Segment Open

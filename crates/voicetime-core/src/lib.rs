//! Voicetime Core — shared domain abstractions.
//!
//! This crate defines the fundamental traits and types that the tracking
//! engine, the storage adapters and the server depend on. It contains no
//! infrastructure code.

pub mod aggregate;
pub mod clock;
pub mod command;
pub mod error;
pub mod event;
pub mod ids;
pub mod platform;
pub mod repository;
pub mod rng;
//! Aggregate root abstraction.

use crate::event::DomainEvent;

/// Trait for aggregate roots that are persisted as a unit and collect the
/// domain events produced while mutating them.
pub trait AggregateRoot: Send + Sync {
    /// The identifier type of this aggregate.
    type Id: Copy + std::fmt::Display;

    /// The event type this aggregate produces.
    type Event: DomainEvent;

    /// Returns the aggregate identifier.
    fn aggregate_id(&self) -> Self::Id;

    /// Returns uncommitted events produced by command handling.
    fn uncommitted_events(&self) -> &[Self::Event];

    /// Removes and returns the uncommitted events once they have been handed
    /// to the persistence step.
    fn take_uncommitted_events(&mut self) -> Vec<Self::Event>;
}
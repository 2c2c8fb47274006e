//! Shared test mocks and utilities for the voicetime voice activity tracker.

mod clock;
mod platform;
mod repository;
mod rng;

pub use clock::ManualClock;
pub use platform::FakePlatform;
pub use repository::{FailingGuildRepository, InMemoryGuildRepository, RepositoryWrite};
pub use rng::{MockRng, SequenceRng};
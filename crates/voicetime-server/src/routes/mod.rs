//! Route modules.

pub mod guilds;
pub mod health;
pub mod users;
pub mod voice_state;
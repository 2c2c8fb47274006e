//! Fake platform — a scriptable `VoicePlatform` for tests.

use std::collections::{BTreeMap, HashSet};
use std::sync::Mutex;

use async_trait::async_trait;
use voicetime_core::error::DomainError;
use voicetime_core::ids::{ChannelId, GuildId, UserId};
use voicetime_core::platform::{ChannelInfo, MemberInfo, VoicePlatform, VoicePresence, VoiceState};

/// A platform whose voice presences are set directly by the test.
///
/// Channel occupancy is derived from the presences, so a test that places
/// three members in a channel gets a member count of three back.
#[derive(Debug, Default)]
pub struct FakePlatform {
    presences: Mutex<BTreeMap<GuildId, BTreeMap<UserId, VoicePresence>>>,
    unavailable: Mutex<HashSet<GuildId>>,
}

impl FakePlatform {
    /// Create a platform with nobody connected.
    #[must_use]
    pub fn new() -> Self {
        Self::default()
    }

    /// Sets a member's voice state. A state without a channel disconnects
    /// them.
    ///
    /// # Panics
    ///
    /// Panics if the internal mutex is poisoned.
    pub fn set_voice_state(&self, guild_id: GuildId, member: MemberInfo, state: VoiceState) {
        let mut presences = self.presences.lock().unwrap();
        let guild = presences.entry(guild_id).or_default();
        if state.channel_id.is_some() {
            guild.insert(member.user_id, VoicePresence { member, state });
        } else {
            guild.remove(&member.user_id);
        }
    }

    /// Connects a member to a channel with no mute or deaf flags.
    pub fn connect(&self, guild_id: GuildId, member: MemberInfo, channel_id: ChannelId) {
        self.set_voice_state(
            guild_id,
            member,
            VoiceState {
                channel_id: Some(channel_id),
                ..VoiceState::default()
            },
        );
    }

    /// Makes `guild_available` report false for the guild.
    ///
    /// # Panics
    ///
    /// Panics if the internal mutex is poisoned.
    pub fn mark_unavailable(&self, guild_id: GuildId) {
        self.unavailable.lock().unwrap().insert(guild_id);
    }
}

#[async_trait]
impl VoicePlatform for FakePlatform {
    async fn channel(
        &self,
        guild_id: GuildId,
        channel_id: ChannelId,
    ) -> Result<Option<ChannelInfo>, DomainError> {
        let presences = self.presences.lock().unwrap();
        let members = presences
            .get(&guild_id)
            .map(|guild| {
                guild
                    .values()
                    .filter(|p| p.state.channel_id == Some(channel_id))
                    .map(|p| p.member.user_id)
                    .collect()
            })
            .unwrap_or_default();
        Ok(Some(ChannelInfo {
            guild_id,
            channel_id,
            members,
        }))
    }

    async fn voice_members(&self, guild_id: GuildId) -> Result<Vec<VoicePresence>, DomainError> {
        let presences = self.presences.lock().unwrap();
        Ok(presences
            .get(&guild_id)
            .map(|guild| guild.values().cloned().collect())
            .unwrap_or_default())
    }

    async fn guild_available(&self, guild_id: GuildId) -> Result<bool, DomainError> {
        Ok(!self.unavailable.lock().unwrap().contains(&guild_id))
    }
}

Segment Closed

**TASK:**
Each line with the word "insert" in the records above belongs in the result; copy all of them.

**RESULT:**
            guild.insert(member.user_id, VoicePresence { member, state });
        self.unavailable.lock().unwrap().insert(guild_id);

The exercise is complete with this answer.